The federal grant is part of a bipartisan infrastructure bill passed by Congress in 2021 and signed by President Joe Biden.

He added that the energy office has eight years to secure financing.

In the first step, nearly $33 million in matching funding was identified, Thayer said. The agency and utilities have pledged $20 million in bond authorization, and the state has provided $12.7 million, he said.

He added that efforts are underway to obtain additional financing and talks are underway with parliament and utility companies on this matter.

He added that the Alaska grant was the fifth-largest of its kind in the country, out of 700 applications submitted nationwide.

“We all recognize that we need these improvements,” he said. “When the federal government pays half of that, it makes a huge difference.”

The line will bring many benefits once it’s built, said Chris Rose, executive director of the Renewable Energy Alaska Project. As part of that effort, lawmakers should ensure that utilities from Homer to Fairbanks use a unified operating system to transmit power as efficiently as possible along the entire Railbelt, he said.

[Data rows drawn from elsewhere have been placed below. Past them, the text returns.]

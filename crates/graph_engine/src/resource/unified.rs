//! Unified resource wrapper
//!
//! [`Unified`] is the single wrapper used for any held value: GPU handles,
//! host-side buffers, bounded arrays of semaphores. It combines optional-like
//! access with state flags, a monotonic generation counter for consumer-side
//! cache invalidation, byte accounting against a budget manager, and a
//! string-keyed metadata map.
//!
//! Wrappers are move-only and identified by a 64-bit id derived from the
//! owning node instance and the member name at compile time, never by a
//! runtime string lookup.

use super::budget::{BudgetResourceType, ResourceBudgetManager};
use super::state::{AllocStrategy, MemoryLocation, ResourceStateFlags};
use super::{AllocationError, ResourceStateError};
use crate::foundation::hash;
use std::cell::RefCell;
use std::collections::HashMap;
use std::rc::{Rc, Weak};
use thiserror::Error;

/// Stable identity of a [`Unified`] wrapper
#[derive(Debug, Clone, Copy, PartialEq, Eq, Hash)]
pub struct UnifiedId(pub u64);

impl UnifiedId {
    /// Identity for a named member of a node instance
    pub const fn for_member(node_instance_id: u32, bundle_index: u32, member: &str) -> Self {
        Self(hash::resource_hash(node_instance_id, bundle_index, member))
    }
}

/// Tagged metadata value
#[derive(Debug, Clone, PartialEq)]
pub enum MetadataValue {
    /// Boolean flag
    Bool(bool),
    /// Signed integer
    Int(i64),
    /// Unsigned integer
    UInt(u64),
    /// Floating point
    Float(f64),
    /// Text value
    Text(String),
}

/// Failure updating a wrapper's value
#[derive(Debug, Clone, PartialEq, Eq, Error)]
pub enum ResourceError {
    /// The wrapper's state forbids the operation
    #[error(transparent)]
    State(#[from] ResourceStateError),
    /// The budget manager refused the bytes
    #[error(transparent)]
    Allocation(#[from] AllocationError),
}

struct BudgetBinding {
    manager: Weak<RefCell<ResourceBudgetManager>>,
    budget_type: BudgetResourceType,
    scope_hash: u64,
}

/// Unified wrapper around an optionally-held resource value
pub struct Unified<T> {
    value: Option<T>,
    state: ResourceStateFlags,
    generation: u64,
    allocated_bytes: u64,
    strategy: AllocStrategy,
    location: MemoryLocation,
    metadata: HashMap<String, MetadataValue>,
    id: UnifiedId,
    binding: Option<BudgetBinding>,
}

impl<T> Unified<T> {
    /// Create an empty wrapper with the given identity and strategy
    pub fn new(id: UnifiedId, strategy: AllocStrategy) -> Self {
        Self {
            value: None,
            state: ResourceStateFlags::empty(),
            generation: 0,
            allocated_bytes: 0,
            strategy,
            location: strategy.into(),
            metadata: HashMap::new(),
            id,
            binding: None,
        }
    }

    /// Bind this wrapper to a budget manager
    ///
    /// Current bytes (if a value is held) are registered immediately; every
    /// later `set`/`reset` keeps the registration in sync, and dropping the
    /// wrapper removes it.
    pub fn bind_budget(
        &mut self,
        manager: &Rc<RefCell<ResourceBudgetManager>>,
        budget_type: BudgetResourceType,
        scope_hash: u64,
    ) -> Result<(), AllocationError> {
        if self.value.is_some() {
            manager.borrow_mut().register_resource(
                self.id,
                budget_type.clone(),
                self.allocated_bytes,
                scope_hash,
            )?;
        }
        self.binding = Some(BudgetBinding {
            manager: Rc::downgrade(manager),
            budget_type,
            scope_hash,
        });
        Ok(())
    }

    /// Whether a value is held and consumable
    pub fn ready(&self) -> bool {
        self.value.is_some() && self.state.is_consumable()
    }

    /// Borrow the held value
    pub fn value(&self) -> Result<&T, ResourceStateError> {
        if self.ready() {
            Ok(self.value.as_ref().unwrap())
        } else {
            Err(ResourceStateError::NotReady)
        }
    }

    /// The held value or a default when not ready
    pub fn value_or(&self, default: T) -> T
    where
        T: Clone,
    {
        if self.ready() {
            self.value.clone().unwrap()
        } else {
            default
        }
    }

    /// Mutably borrow the held value; refused while locked
    pub fn value_mut(&mut self) -> Result<&mut T, ResourceStateError> {
        if self.state.contains(ResourceStateFlags::LOCKED) {
            return Err(ResourceStateError::Locked);
        }
        if self.ready() {
            Ok(self.value.as_mut().unwrap())
        } else {
            Err(ResourceStateError::NotReady)
        }
    }

    /// Store a value, accounting its in-memory footprint
    pub fn set(&mut self, value: T) -> Result<(), ResourceError> {
        self.set_sized(value, std::mem::size_of::<T>() as u64)
    }

    /// Store a value with an explicit byte size
    ///
    /// Sets `READY`, clears failure states, increments the generation and
    /// re-registers the bytes with the bound budget manager.
    pub fn set_sized(&mut self, value: T, size_bytes: u64) -> Result<(), ResourceError> {
        if self.state.contains(ResourceStateFlags::LOCKED) {
            return Err(ResourceStateError::Locked.into());
        }
        if let Some(binding) = &self.binding {
            if let Some(manager) = binding.manager.upgrade() {
                manager.borrow_mut().register_resource(
                    self.id,
                    binding.budget_type.clone(),
                    size_bytes,
                    binding.scope_hash,
                )?;
            }
        }
        self.value = Some(value);
        self.allocated_bytes = size_bytes;
        self.generation += 1;
        self.state.insert(ResourceStateFlags::READY);
        self.state
            .remove(ResourceStateFlags::OUTDATED | ResourceStateFlags::PENDING | ResourceStateFlags::FAILED);
        Ok(())
    }

    /// Clear the value and metadata, returning bytes to the budget
    pub fn reset(&mut self) {
        self.value = None;
        self.metadata.clear();
        self.allocated_bytes = 0;
        self.state = ResourceStateFlags::empty();
        self.unregister();
    }

    /// Remove and return the held value, leaving the wrapper uninitialized
    pub fn take(&mut self) -> Option<T> {
        let value = self.value.take();
        if value.is_some() {
            self.allocated_bytes = 0;
            self.state = ResourceStateFlags::empty();
            self.unregister();
        }
        value
    }

    // === State mutation ===

    /// Flag the resource as needing a producer rebuild
    pub fn mark_outdated(&mut self) {
        self.state.remove(ResourceStateFlags::READY);
        self.state.insert(ResourceStateFlags::OUTDATED);
    }

    /// Restore `READY`, clearing `OUTDATED | PENDING | FAILED`
    pub fn mark_ready(&mut self) {
        self.state.insert(ResourceStateFlags::READY);
        self.state
            .remove(ResourceStateFlags::OUTDATED | ResourceStateFlags::PENDING | ResourceStateFlags::FAILED);
    }

    /// Flag asynchronous creation in progress
    pub fn mark_pending(&mut self) {
        self.state.remove(ResourceStateFlags::READY);
        self.state.insert(ResourceStateFlags::PENDING);
    }

    /// Flag creation failure
    pub fn mark_failed(&mut self) {
        self.state
            .remove(ResourceStateFlags::READY | ResourceStateFlags::PENDING);
        self.state.insert(ResourceStateFlags::FAILED);
    }

    /// Forbid mutation for the duration of an in-flight GPU frame
    pub fn lock(&mut self) {
        self.state.insert(ResourceStateFlags::LOCKED);
    }

    /// Allow mutation again once the frame's fence signalled
    pub fn unlock(&mut self) {
        self.state.remove(ResourceStateFlags::LOCKED);
    }

    /// Current state flags
    pub fn state(&self) -> ResourceStateFlags {
        self.state
    }

    /// Monotonically non-decreasing change counter
    pub fn generation(&self) -> u64 {
        self.generation
    }

    /// Bytes accounted to the budget manager
    pub fn allocated_bytes(&self) -> u64 {
        self.allocated_bytes
    }

    /// Allocation strategy given at construction
    pub fn strategy(&self) -> AllocStrategy {
        self.strategy
    }

    /// Memory location derived from the strategy
    pub fn location(&self) -> MemoryLocation {
        self.location
    }

    /// Stable identity
    pub fn id(&self) -> UnifiedId {
        self.id
    }

    // === Metadata ===

    /// Attach a metadata value
    pub fn set_metadata(&mut self, key: impl Into<String>, value: MetadataValue) {
        self.metadata.insert(key.into(), value);
    }

    /// Look up a metadata value
    pub fn metadata(&self, key: &str) -> Result<&MetadataValue, ResourceStateError> {
        self.metadata
            .get(key)
            .ok_or_else(|| ResourceStateError::MetadataMissing {
                key: key.to_string(),
            })
    }

    /// Look up a metadata value, falling back to a default
    pub fn metadata_or(&self, key: &str, default: MetadataValue) -> MetadataValue {
        self.metadata.get(key).cloned().unwrap_or(default)
    }

    fn unregister(&mut self) {
        if let Some(binding) = &self.binding {
            if let Some(manager) = binding.manager.upgrade() {
                manager.borrow_mut().unregister_resource(self.id);
            }
        }
    }
}

impl<T> Drop for Unified<T> {
    fn drop(&mut self) {
        self.unregister();
    }
}

#[cfg(test)]
mod tests {
    use super::*;
    use crate::resource::budget::ResourceBudget;

    fn wrapper(name: &str) -> Unified<u32> {
        Unified::new(UnifiedId::for_member(1, 0, name), AllocStrategy::Heap)
    }

    #[test]
    fn test_set_then_get_roundtrip() {
        let mut resource = wrapper("counter");
        assert!(!resource.ready());

        resource.set(42).unwrap();

        assert!(resource.ready());
        assert_eq!(*resource.value().unwrap(), 42);
        assert!(resource.state().contains(ResourceStateFlags::READY));
    }

    #[test]
    fn test_reset_clears_value_and_bytes() {
        let mut resource = wrapper("counter");
        resource.set_sized(7, 4096).unwrap();
        resource.set_metadata("usage", MetadataValue::Text("scratch".into()));

        resource.reset();

        assert!(!resource.ready());
        assert_eq!(resource.allocated_bytes(), 0);
        assert!(resource.metadata("usage").is_err());
    }

    #[test]
    fn test_generation_is_strictly_monotonic_over_sets() {
        let mut resource = wrapper("counter");
        let mut previous = resource.generation();

        for i in 0..10 {
            resource.set(i).unwrap();
            assert!(resource.generation() > previous);
            previous = resource.generation();
        }
    }

    #[test]
    fn test_mark_outdated_then_ready_restores() {
        let mut resource = wrapper("counter");
        resource.set(1).unwrap();

        resource.mark_outdated();
        assert!(!resource.ready());
        assert!(resource.state().contains(ResourceStateFlags::OUTDATED));

        resource.mark_ready();
        assert!(resource.ready());
        assert!(!resource.state().intersects(
            ResourceStateFlags::OUTDATED | ResourceStateFlags::PENDING | ResourceStateFlags::FAILED
        ));
    }

    #[test]
    fn test_locked_wrapper_refuses_mutation() {
        let mut resource = wrapper("counter");
        resource.set(1).unwrap();
        resource.lock();

        assert_eq!(
            resource.set(2),
            Err(ResourceError::State(ResourceStateError::Locked))
        );
        assert!(resource.value_mut().is_err());

        resource.unlock();
        resource.set(2).unwrap();
        assert_eq!(*resource.value().unwrap(), 2);
    }

    #[test]
    fn test_budget_binding_tracks_live_bytes() {
        let manager = Rc::new(RefCell::new(ResourceBudgetManager::new()));
        let kind = BudgetResourceType::HostMemory;

        let mut first = wrapper("first");
        first
            .bind_budget(&manager, kind.clone(), crate::foundation::hash::scope_hash(1, 0))
            .unwrap();
        first.set_sized(1, 100).unwrap();

        {
            let mut second = wrapper("second");
            second
                .bind_budget(&manager, kind.clone(), crate::foundation::hash::scope_hash(1, 0))
                .unwrap();
            second.set_sized(2, 50).unwrap();
            assert_eq!(manager.borrow().usage(&kind).current_bytes, 150);
        }

        // Dropping the second wrapper returned its bytes
        assert_eq!(manager.borrow().usage(&kind).current_bytes, 100);

        first.reset();
        assert_eq!(manager.borrow().usage(&kind).current_bytes, 0);
    }

    #[test]
    fn test_strict_budget_failure_leaves_value_unset() {
        let manager = Rc::new(RefCell::new(ResourceBudgetManager::new()));
        let kind = BudgetResourceType::DeviceMemory;
        manager
            .borrow_mut()
            .set_budget(kind.clone(), ResourceBudget::new(64, 0, true));

        let mut resource = wrapper("big");
        resource
            .bind_budget(&manager, kind.clone(), crate::foundation::hash::scope_hash(1, 0))
            .unwrap();

        let result = resource.set_sized(1, 128);
        assert!(matches!(
            result,
            Err(ResourceError::Allocation(AllocationError::BudgetExceeded { .. }))
        ));
        assert!(!resource.ready());
    }

    #[test]
    fn test_metadata_or_falls_back() {
        let resource = wrapper("meta");
        assert_eq!(
            resource.metadata_or("missing", MetadataValue::Int(9)),
            MetadataValue::Int(9)
        );
    }
}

Thayer said the high-voltage direct current transmission line will allow more renewable energy to be distributed from the Bradley Lake project to the Railbelt system.

The Bradley Lake project already provides 10% of the power on the Railbelt from the Kenai Peninsula to Fairbanks, he said. It’s the cheapest electricity on the grid.

However, existing lines have relatively limited capacity, which limits the amount of power that can be transmitted from Bradley Lake, he added.

The planned transmission line will also support future renewable energy projects on the Kenai Peninsula, such as the planned construction of a large solar project.

“If you look at Bradley, and you look at solar, and even wind, it gives us more options,” Thayer said of the project. “Because right now we can’t send more power north on those transmission lines to south-central Alaska or Fairbanks because we’re limited by size, even though right now the hydro plant can produce more power.”